Joseph B. Kincer, chief of the division of climate and crop weather at the Weather Bueau in Washington, had this to say to a Sun reporter:
"Our study, based on authentic statistical data, definitely proves that the climate generally has been growing noticeably milder," he said. "The temperature and other records are supplemented by our knowledge of the accelerated melting of the polar ice caps.
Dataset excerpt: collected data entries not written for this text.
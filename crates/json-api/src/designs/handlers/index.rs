//! Design Index Handler

use std::sync::Arc;

use salvo::{oapi::ToSchema, prelude::*};
use serde::{Deserialize, Serialize};

use atelier_app::domain::{
    designs::{DesignCategory, DesignFilter},
    paging::Page,
};

use crate::{
    designs::{errors::into_status_error, get::DesignResponse},
    extensions::*,
    state::State,
};

/// Catalogue page size when the client does not ask for one.
const DEFAULT_LIMIT: u32 = 12;

#[derive(Debug, Serialize, Deserialize, ToSchema)]
pub(crate) struct DesignsResponse {
    /// One page of the catalogue
    pub designs: Vec<DesignResponse>,

    /// Total designs matching the filter
    pub total: u64,

    /// The returned page number
    pub page: u32,

    /// Total page count at this limit
    pub pages: u32,
}

/// Design Index Handler
///
/// Returns one filtered page of the catalogue, newest first. Accepts
/// `page`, `limit`, `search`, `category`, `material`, `min_price`, and
/// `max_price` query parameters.
#[endpoint(tags("designs"), summary = "List Designs")]
pub(crate) async fn handler(
    req: &mut Request,
    depot: &mut Depot,
) -> Result<Json<DesignsResponse>, StatusError> {
    let state = depot.obtain_or_500::<Arc<State>>()?;

    let category = req
        .query::<String>("category")
        .map(|value| {
            DesignCategory::parse(&value)
                .ok_or_else(|| StatusError::bad_request().brief("Unknown category"))
        })
        .transpose()?;

    let filter = DesignFilter {
        search: req.query::<String>("search"),
        category,
        material: req.query::<String>("material"),
        min_price: req.query::<u64>("min_price"),
        max_price: req.query::<u64>("max_price"),
    };

    let page = Page::new(
        req.query::<u32>("page").unwrap_or(1),
        req.query::<u32>("limit").unwrap_or(DEFAULT_LIMIT),
    );

    let designs = state
        .app
        .designs
        .list_designs(filter, page)
        .await
        .map_err(into_status_error)?;

    Ok(Json(DesignsResponse {
        designs: designs.designs.into_iter().map(Into::into).collect(),
        total: designs.total,
        page: designs.page,
        pages: designs.pages,
    }))
}
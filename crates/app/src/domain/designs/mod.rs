//! Licensable designs

pub mod errors;
pub mod models;
pub(crate) mod repository;
pub mod service;

pub use errors::DesignsServiceError;
pub use models::*;
pub use service::*;
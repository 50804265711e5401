//! Recent Updates Handler

use std::sync::Arc;

use salvo::{oapi::ToSchema, prelude::*};
use serde::{Deserialize, Serialize};
use uuid::Uuid;

use atelier_app::domain::dashboard::ActivityItem;

use crate::{extensions::*, state::State};

#[derive(Debug, Serialize, Deserialize, ToSchema)]
pub(crate) struct ActivityResponse {
    /// `design` or `project`
    pub kind: String,

    /// The entity the entry refers to
    pub uuid: Uuid,

    pub title: String,

    /// Display message shown in the feed
    pub message: String,

    /// Thumbnail for design entries
    pub image_url: Option<String>,

    pub created_at: String,
}

impl From<ActivityItem> for ActivityResponse {
    fn from(item: ActivityItem) -> Self {
        Self {
            kind: item.kind.as_str().to_string(),
            uuid: item.uuid,
            title: item.title,
            message: item.message,
            image_url: item.image_url,
            created_at: item.created_at.to_string(),
        }
    }
}

#[derive(Debug, Serialize, Deserialize, ToSchema)]
pub(crate) struct UpdatesResponse {
    /// Recent catalogue and portfolio activity, newest first
    pub updates: Vec<ActivityResponse>,
}

/// Recent Updates Handler
///
/// The merged recent-activity feed. This is a deliberate pull endpoint;
/// clients poll it on an interval.
#[endpoint(
    tags("dashboard"),
    summary = "Recent Updates",
    security(("bearer_auth" = []))
)]
pub(crate) async fn handler(depot: &mut Depot) -> Result<Json<UpdatesResponse>, StatusError> {
    let state = depot.obtain_or_500::<Arc<State>>()?;

    let updates = state
        .app
        .dashboard
        .updates()
        .await
        .or_500("failed to build the updates feed")?;

    Ok(Json(UpdatesResponse {
        updates: updates.into_iter().map(Into::into).collect(),
    }))
}
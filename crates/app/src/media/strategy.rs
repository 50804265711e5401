//! Ordered retrieval strategies for stored objects.

use jiff::Timestamp;

use crate::media::{MediaConfig, ResourceClass, SIGNED_URL_TTL_SECS, StoredAsset, sign_hex};

/// One way of asking the provider for a stored object.
///
/// Objects may be provisioned under different delivery policies, so callers
/// try each strategy in [`RetrievalStrategy::ORDERED`] order and stop at the
/// first success.
#[derive(Debug, Clone, Copy, PartialEq, Eq)]
pub enum RetrievalStrategy {
    /// Plain fetch of the stored URL.
    Direct,

    /// Signed fetch against the `upload` delivery type.
    SignedUpload,

    /// Signed fetch against the `authenticated` delivery type.
    SignedAuthenticated,

    /// Signed fetch against the `private` delivery type.
    SignedPrivate,
}

impl RetrievalStrategy {
    /// Evaluation order: cheapest first, most restricted last.
    pub const ORDERED: [Self; 4] = [
        Self::Direct,
        Self::SignedUpload,
        Self::SignedAuthenticated,
        Self::SignedPrivate,
    ];

    const fn delivery_type(self) -> Option<&'static str> {
        match self {
            Self::Direct => None,
            Self::SignedUpload => Some("upload"),
            Self::SignedAuthenticated => Some("authenticated"),
            Self::SignedPrivate => Some("private"),
        }
    }

    /// Build the URL this strategy fetches.
    pub(crate) fn request_url(
        self,
        config: &MediaConfig,
        asset: &StoredAsset,
        class: ResourceClass,
        now: Timestamp,
    ) -> String {
        let Some(delivery_type) = self.delivery_type() else {
            return asset.url.clone();
        };

        let expires_at = now.as_second() + SIGNED_URL_TTL_SECS;
        let signature = sign_hex(
            &config.api_secret,
            &format!("{}:{delivery_type}:{expires_at}", asset.public_id),
        );

        format!(
            "{}/{}/{}/{delivery_type}/{}?expires_at={expires_at}&signature={signature}",
            config.delivery_addr,
            config.cloud_name,
            class.segment(),
            asset.public_id,
        )
    }
}
//! Auth service.

use std::sync::Arc;

use async_trait::async_trait;
use jiff::Timestamp;
use mockall::automock;
use rand::Rng;
use sqlx::PgPool;
use uuid::Uuid;

use crate::{
    auth::{
        AuthServiceError, Claims, CurrentUser, IssuedSession, JwtKeys, NewUser, UserRecord,
        UserRole, UserUuid,
        password::{hash_password, verify_password},
        repository::{NewUserRecord, PgAuthRepository},
    },
    mailer::{Mailer, messages},
};

/// Password-reset codes expire after five minutes.
pub const RESET_CODE_TTL_SECS: i64 = 300;

#[derive(Clone)]
pub struct PgAuthService {
    repository: PgAuthRepository,
    keys: JwtKeys,
    mailer: Arc<dyn Mailer>,
    client_url: String,
}

impl PgAuthService {
    #[must_use]
    pub fn new(pool: PgPool, keys: JwtKeys, mailer: Arc<dyn Mailer>, client_url: String) -> Self {
        Self {
            repository: PgAuthRepository::new(pool),
            keys,
            mailer,
            client_url,
        }
    }

    fn issue_session(&self, user: &UserRecord) -> Result<IssuedSession, AuthServiceError> {
        let token = self
            .keys
            .issue(user.uuid, user.role, Timestamp::now())
            .map_err(AuthServiceError::Token)?;

        Ok(IssuedSession {
            token,
            user: user.into(),
        })
    }

    /// Fetch the newest valid code for `email`, deleting it when expired.
    async fn valid_otp(
        &self,
        email: &str,
        code: &str,
    ) -> Result<crate::auth::OtpRecord, AuthServiceError> {
        let record = self
            .repository
            .latest_otp(email)
            .await?
            .ok_or(AuthServiceError::InvalidOtp)?;

        let age_secs = Timestamp::now().as_second() - record.created_at.as_second();
        if age_secs > RESET_CODE_TTL_SECS {
            self.repository.delete_otp(record.uuid).await?;

            return Err(AuthServiceError::InvalidOtp);
        }

        if record.code != code {
            return Err(AuthServiceError::InvalidOtp);
        }

        Ok(record)
    }
}

#[async_trait]
impl AuthService for PgAuthService {
    async fn signup(&self, new_user: NewUser) -> Result<IssuedSession, AuthServiceError> {
        validate_new_user(&new_user)?;

        let password_hash =
            hash_password(&new_user.password).map_err(AuthServiceError::PasswordHash)?;

        let user = self
            .repository
            .create_user(&NewUserRecord {
                uuid: UserUuid::new(),
                name: new_user.name.trim().to_string(),
                email: new_user.email.trim().to_lowercase(),
                phone: new_user.phone,
                organization: new_user.organization.trim().to_string(),
                password_hash,
                role: UserRole::User,
            })
            .await?;

        self.issue_session(&user)
    }

    async fn login(&self, email: &str, password: &str) -> Result<IssuedSession, AuthServiceError> {
        let user = self
            .repository
            .find_by_email(&email.trim().to_lowercase())
            .await?
            .ok_or(AuthServiceError::InvalidCredentials)?;

        if !verify_password(password, &user.password_hash) {
            return Err(AuthServiceError::InvalidCredentials);
        }

        self.issue_session(&user)
    }

    async fn authenticate_bearer(
        &self,
        bearer_token: &str,
    ) -> Result<CurrentUser, AuthServiceError> {
        let claims: Claims = self
            .keys
            .decode(bearer_token)
            .map_err(|_| AuthServiceError::InvalidToken)?;

        let uuid = Uuid::try_parse(&claims.sub).map_err(|_| AuthServiceError::InvalidToken)?;

        let user = self
            .repository
            .find_by_uuid(UserUuid::from_uuid(uuid))
            .await?
            .ok_or(AuthServiceError::InvalidToken)?;

        Ok(CurrentUser::from(&user))
    }

    async fn current_user(&self, user: UserUuid) -> Result<CurrentUser, AuthServiceError> {
        self.repository
            .find_by_uuid(user)
            .await?
            .map(|record| CurrentUser::from(&record))
            .ok_or(AuthServiceError::NotFound)
    }

    async fn forgot_password(&self, email: &str) -> Result<(), AuthServiceError> {
        let email = email.trim().to_lowercase();

        let user = self
            .repository
            .find_by_email(&email)
            .await?
            .ok_or(AuthServiceError::NotFound)?;

        self.repository.delete_otps_for(&email).await?;

        let code = generate_reset_code();
        self.repository
            .create_otp(Uuid::now_v7(), &email, &code)
            .await?;

        let reset_link = format!(
            "{}/reset-password?email={email}&otp={code}",
            self.client_url.trim_end_matches('/'),
        );

        // The email *is* the operation here, so a send failure is surfaced.
        self.mailer
            .send(messages::password_reset(&user.email, &code, &reset_link))
            .await?;

        Ok(())
    }

    async fn verify_reset_otp(&self, email: &str, code: &str) -> Result<(), AuthServiceError> {
        self.valid_otp(&email.trim().to_lowercase(), code)
            .await
            .map(|_record| ())
    }

    async fn reset_password(
        &self,
        email: &str,
        code: &str,
        new_password: &str,
    ) -> Result<(), AuthServiceError> {
        validate_password(new_password)?;

        let email = email.trim().to_lowercase();
        let record = self.valid_otp(&email, code).await?;

        let password_hash = hash_password(new_password).map_err(AuthServiceError::PasswordHash)?;

        let rows_affected = self.repository.update_password(&email, &password_hash).await?;
        if rows_affected == 0 {
            return Err(AuthServiceError::NotFound);
        }

        self.repository.delete_otp(record.uuid).await?;

        Ok(())
    }
}

#[automock]
#[async_trait]
pub trait AuthService: Send + Sync {
    /// Register a new account and issue a session token.
    async fn signup(&self, new_user: NewUser) -> Result<IssuedSession, AuthServiceError>;

    /// Authenticate by email and password and issue a session token.
    async fn login(&self, email: &str, password: &str) -> Result<IssuedSession, AuthServiceError>;

    /// Resolve a bearer token to the account it identifies.
    async fn authenticate_bearer(&self, bearer_token: &str)
    -> Result<CurrentUser, AuthServiceError>;

    /// Fetch the profile for an authenticated account.
    async fn current_user(&self, user: UserUuid) -> Result<CurrentUser, AuthServiceError>;

    /// Create a password-reset code and email it to the account holder.
    async fn forgot_password(&self, email: &str) -> Result<(), AuthServiceError>;

    /// Check a reset code without consuming it.
    async fn verify_reset_otp(&self, email: &str, code: &str) -> Result<(), AuthServiceError>;

    /// Consume a reset code and set a new password.
    async fn reset_password(
        &self,
        email: &str,
        code: &str,
        new_password: &str,
    ) -> Result<(), AuthServiceError>;
}

/// Seed an admin account (operator CLI).
///
/// # Errors
///
/// Returns an error when validation fails or the email is already taken.
pub async fn create_admin_user(
    pool: &PgPool,
    admin: NewUser,
) -> Result<UserRecord, AuthServiceError> {
    validate_new_user(&admin)?;

    let password_hash = hash_password(&admin.password).map_err(AuthServiceError::PasswordHash)?;

    let repository = PgAuthRepository::new(pool.clone());

    Ok(repository
        .create_user(&NewUserRecord {
            uuid: UserUuid::new(),
            name: admin.name.trim().to_string(),
            email: admin.email.trim().to_lowercase(),
            phone: admin.phone,
            organization: admin.organization.trim().to_string(),
            password_hash,
            role: UserRole::Admin,
        })
        .await?)
}

/// Grant an existing account the admin role (operator CLI).
///
/// # Errors
///
/// Returns [`AuthServiceError::NotFound`] when no account uses `email`.
pub async fn promote_user(pool: &PgPool, email: &str) -> Result<UserRecord, AuthServiceError> {
    let repository = PgAuthRepository::new(pool.clone());

    repository
        .set_role(&email.trim().to_lowercase(), UserRole::Admin)
        .await?
        .ok_or(AuthServiceError::NotFound)
}

fn generate_reset_code() -> String {
    rand::thread_rng().gen_range(100_000..1_000_000).to_string()
}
Those middle-aged and elderly folk who claim the winters today are decidedly less severe than when they were young are not deceived."
"As a matter of fact, this long-time trend is national and, indeed, international," Kincer told The Sun.
"In making our study," he continued, "other weather features directly related to general temperature conditions were examined, such as the occurence of frost in the autumn and spring; the number of winter days with certain low temperatures; the length of winters as indicated by first and last frost, and the like."
"Each one of these factors, closely studied, confirms the general contention that we have been in a period of abnormal warmth; a period which has come on gradually for many years."
"It has often been suggested," Kincer went on, "that tendencies to abnormally high temperature records in recent years may be more apparent than real, in that the data cited usually are taken from large cities where the thermometers may have been affected unduly by artificial influences that do not obtain in the open country (where presumably the older folks spent their childhoods)."
"We have examined this phase of the matter and find that the suggestion is not well taken," he said. "It so happens that continuous, dependable cooperative records, made in the open country or in small communities, are available for comparison with nearby city records. If anything, at least in some places, an even more pronounced upward trend exists in the cooperative data than in those for the nearby first-order city weather station."
So who is this guy Kincer? And why does he talk so funny?
Okay, the jig's up. These passages come from an article in The Sun by Herbert Hollander, published on Nov. 28, 1937.
And while Kincer may be credited for foreshadowing a trend that only decades later became a hot scientific controversy and an even hotter political potato, he did not make the connection between global warming and changes in the composition of the atmosphere.
He told Hollander that winter had not deserted us. The warming trend, he said, is part of a vast cycle. "In another hundred years," Hollander wrote, "it is quite possible that the trend will be in the other direction. When the infants of today become graybeards they may sit before some crackling fire and remember ' the nice, comfortable, open winters we used to have.'"
Today's scientists acknowledge the existence of such "vast" natural cycles in the planet's climate. But the preponderance of the evidence suggests that the warming Kincer noted in 1937 and since cannot be explained by natural cycles alone. Human activity is needed to account for the rest, especially the release of vast quantities of carbon dioxide into the atmosphere from the combustion of huge volumes of fossil fuels (the remains of plants and trees that had absorbed that carbon from the air over hundreds of millions of years).
By the way, those "infants" Kincer spoke of? They're turning 70 years old this year. And they're still talking about the colder, snowier winters of their youth.